O que houve em Jenipapo e Araçuaí foram mais duas omeletes feitas sem quebrar ovos. Ou seja, a campanha foi tocada, os votos foram pedidos, mas, formalmente, não houve ilegalidade perante a legislação eleitoral. A técnica de superexposição da ministra ao lado de Lula está sendo muito bem executada. Fora dos palanques, a ministra é proclamada candidata de Lula à própria sucessão com a insistência dos vendedores de enciclopédia do passado. Todos os dias nos jornais, os petistas falam com ardor da candidatura presidencial de Dilma. As pesquisas mostram que metade dos entrevistados sabe que ela é candidata. Quando a ministra sobe ao palanque ao lado de Lula, desce a cortina do silêncio e somem os termos que podem ferir a legislação. Mas é óbvio para todos ali, no palco ou na plateia, que se está diante de um evento político-eleitoral visando à sucessão de Lula nas eleições presidenciais de outubro e novembro, se houver segundo turno.

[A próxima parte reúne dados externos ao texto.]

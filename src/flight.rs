//! Single-flight control: at most one pipeline run in flight, system-wide.
//!
//! - `try_acquire()` never blocks: a second submission while a run is in
//!   flight is refused, not queued
//! - the returned `FlightPermit` is owned (`Arc`-based) so it can outlive the
//!   call that created it and be held for the run's whole lifetime
//! - `rebind()` hands the permit to a chained run without releasing it
//! - `current_run()` provides observability (which run, which mode, since when)

use std::sync::atomic::{AtomicBool, Ordering};
use std::sync::{Arc, Mutex};

use chrono::{DateTime, Utc};
use serde::Serialize;

use crate::pipeline::types::{Mode, RunId};

// ═══════════════════════════════════════════════════════════
// Types
// ═══════════════════════════════════════════════════════════

/// Snapshot of the run currently holding the flight.
#[derive(Debug, Clone, PartialEq, Eq, Serialize)]
pub struct ActiveRun {
    pub run_id: RunId,
    pub mode: Mode,
    /// True when the run was started by auto-chaining, not by the caller.
    pub chained: bool,
    pub started_at: DateTime<Utc>,
}

// ═══════════════════════════════════════════════════════════
// FlightControl
// ═══════════════════════════════════════════════════════════

pub struct FlightControl {
    busy: AtomicBool,
    current: Mutex<Option<ActiveRun>>,
}

impl FlightControl {
    pub fn new() -> Self {
        Self {
            busy: AtomicBool::new(false),
            current: Mutex::new(None),
        }
    }

    /// Claim the flight for `run_id`. Returns `None` if a run is already in flight.
    pub fn try_acquire(self: &Arc<Self>, run_id: RunId, mode: Mode) -> Option<FlightPermit> {
        self.busy
            .compare_exchange(false, true, Ordering::AcqRel, Ordering::Acquire)
            .ok()?;
        self.set_current(run_id, mode, false);
        Some(FlightPermit {
            control: Arc::clone(self),
        })
    }

    /// What is in flight right now? `None` when idle.
    pub fn current_run(&self) -> Option<ActiveRun> {
        self.current.lock().ok()?.clone()
    }

    pub fn is_busy(&self) -> bool {
        self.busy.load(Ordering::Acquire)
    }

    // ── Internal ────────────────────────────────────────────

    fn set_current(&self, run_id: RunId, mode: Mode, chained: bool) {
        if let Ok(mut current) = self.current.lock() {
            *current = Some(ActiveRun {
                run_id,
                mode,
                chained,
                started_at: Utc::now(),
            });
        }
    }

    fn release(&self) {
        if let Ok(mut current) = self.current.lock() {
            *current = None;
        }
        self.busy.store(false, Ordering::Release);
    }
}

impl Default for FlightControl {
    fn default() -> Self {
        Self::new()
    }
}

// ═══════════════════════════════════════════════════════════
// FlightPermit: RAII proof of holding the flight
// ═══════════════════════════════════════════════════════════

/// Dropping the permit releases the flight and clears the current run.
pub struct FlightPermit {
    control: Arc<FlightControl>,
}

impl FlightPermit {
    /// Transfer the flight to a chained run. The flight stays busy throughout.
    pub fn rebind(&mut self, run_id: RunId, mode: Mode) {
        self.control.set_current(run_id, mode, true);
    }

    pub fn run(&self) -> Option<ActiveRun> {
        self.control.current_run()
    }
}

impl Drop for FlightPermit {
    fn drop(&mut self) {
        self.control.release();
    }
}

// ═══════════════════════════════════════════════════════════
// Tests
// ═══════════════════════════════════════════════════════════

#[cfg(test)]
mod tests {
    use super::*;

    fn control() -> Arc<FlightControl> {
        Arc::new(FlightControl::new())
    }

    #[test]
    fn new_control_is_idle() {
        let control = control();
        assert!(!control.is_busy());
        assert!(control.current_run().is_none());
    }

    #[test]
    fn acquire_sets_current_run() {
        let control = control();
        let id = RunId::new();
        let permit = control.try_acquire(id, Mode::Detect).unwrap();
        let run = control.current_run().unwrap();
        assert_eq!(run.run_id, id);
        assert_eq!(run.mode, Mode::Detect);
        assert!(!run.chained);
        assert!(control.is_busy());
        drop(permit);
        assert!(control.current_run().is_none());
    }

    #[test]
    fn second_acquire_refused_while_busy() {
        let control = control();
        let first = RunId::new();
        let _permit = control.try_acquire(first, Mode::Detect).unwrap();
        assert!(control.try_acquire(RunId::new(), Mode::Reduce).is_none());
        // The refused attempt leaves the in-flight run untouched.
        assert_eq!(control.current_run().unwrap().run_id, first);
    }

    #[test]
    fn drop_releases_flight() {
        let control = control();
        {
            let _permit = control.try_acquire(RunId::new(), Mode::Reduce).unwrap();
            assert!(control.is_busy());
        }
        assert!(!control.is_busy());
        assert!(control.try_acquire(RunId::new(), Mode::Detect).is_some());
    }

    #[test]
    fn rebind_keeps_flight_busy() {
        let control = control();
        let mut permit = control.try_acquire(RunId::new(), Mode::Reduce).unwrap();
        let chained = RunId::new();
        permit.rebind(chained, Mode::Detect);
        assert!(control.is_busy());
        let run = permit.run().unwrap();
        assert_eq!(run.run_id, chained);
        assert_eq!(run.mode, Mode::Detect);
        assert!(run.chained);
        assert!(control.try_acquire(RunId::new(), Mode::Detect).is_none());
    }

    #[test]
    fn permit_can_move_across_threads() {
        let control = control();
        let permit = control.try_acquire(RunId::new(), Mode::Detect).unwrap();
        std::thread::spawn(move || drop(permit)).join().unwrap();
        assert!(!control.is_busy());
    }

    #[test]
    fn only_one_thread_wins_the_race() {
        let control = control();
        let barrier = Arc::new(std::sync::Barrier::new(8));
        let handles: Vec<_> = (0..8)
            .map(|_| {
                let control = Arc::clone(&control);
                let barrier = Arc::clone(&barrier);
                std::thread::spawn(move || {
                    barrier.wait();
                    control.try_acquire(RunId::new(), Mode::Detect)
                })
            })
            .collect();
        let permits: Vec<_> = handles.into_iter().filter_map(|h| h.join().unwrap()).collect();
        assert_eq!(permits.len(), 1);
    }

    #[test]
    fn active_run_serializes() {
        let run = ActiveRun {
            run_id: RunId::new(),
            mode: Mode::Reduce,
            chained: false,
            started_at: Utc::now(),
        };
        let json = serde_json::to_string(&run).unwrap();
        assert!(json.contains("\"reduce\""));
    }
}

Entre 2007 e 2008, quando ainda não era cozinheira-candidata, Dilma saiu do Palácio do Planalto apenas 32 vezes. Mas desde agosto passado ela já participou de 47 eventos externos. É uma média seis vezes maior do que quando era somente ministra-chefe da Casa Civil. O que mais chama atenção, porém, é o ingrediente eleitoral de suas aparições. Solenidades sem pitadas eleitoreiras, implícitas ou explícitas, são cada vez mais raras. Ao lado de Lula, em inaugurações de obras ou eventos públicos, Dilma já ouviu o povo gritar seu nome em coro. Foi durante a entrega de apartamentos populares no Rio de Janeiro, há pouco mais de um mês. A aclamação ocorreu depois de Lula, no mais explícito caso de evento transformado em comício, ter dito que ele e Dilma iriam ganhar a eleição de 2010. A ministra também usou a inauguração de uma barragem em Minas Gerais para atacar a oposição e, recentemente, foi chamada de "a cara do cara" por José Sarney no lançamento de uma obra no Maranhão.


Joselito Menezes

DE OLHO NO INTERIOR

O governador de São Paulo, José Serra: viagens ao Nordeste e propaganda do governo
em todo o país

A cozinha da sucessão tem funcionado a pleno vapor fora de época graças a um caldeirão de ingredientes bem brasileiros. O principal deles é a debilidade das regras eleitorais. Em seu artigo 36, o Código Eleitoral diz que "a campanha eleitoral só é permitida depois de 5 de julho". Ao resumir numa frase um tema complexo, a lei transfere ao juiz a tarefa de diferenciar campanha de ato de governo. Deveria ser uma coisa simples. Não é. A Justiça, como regra, só costuma admitir a campanha antecipada em caso de candidaturas já oficializadas. Parece óbvio, já que, sem candidato, é impossível haver campanha. Mas a lógica cartorial produz consequências preocupantes. Para evitar a fiscalização da Justiça e minimizar o escrutínio público, a maior parte dos candidatos posterga ao máximo o anúncio de seus planos eleitorais, como vêm fazendo a ministra e seu principal adversário, o tucano José Serra. No caso deles, que ocupam cargos no Executivo, a data-limite é 3 de abril. Quem não ocupa cargos assim, porém, pode estender o prazo até 30 de junho. O resultado, em ambos os casos, é que a legislação brasileira, em vez de expor os candidatos à luz do sol por mais tempo, acaba escondendo-os. É um princípio frontalmente oposto ao que ocorre em democracias mais avançadas, como os Estados Unidos. Lá, em vez de três meses, a campanha eleitoral dura catorze meses, tempo suficiente para que se saiba quem é o candidato e o que ele pretende fazer caso seja eleito.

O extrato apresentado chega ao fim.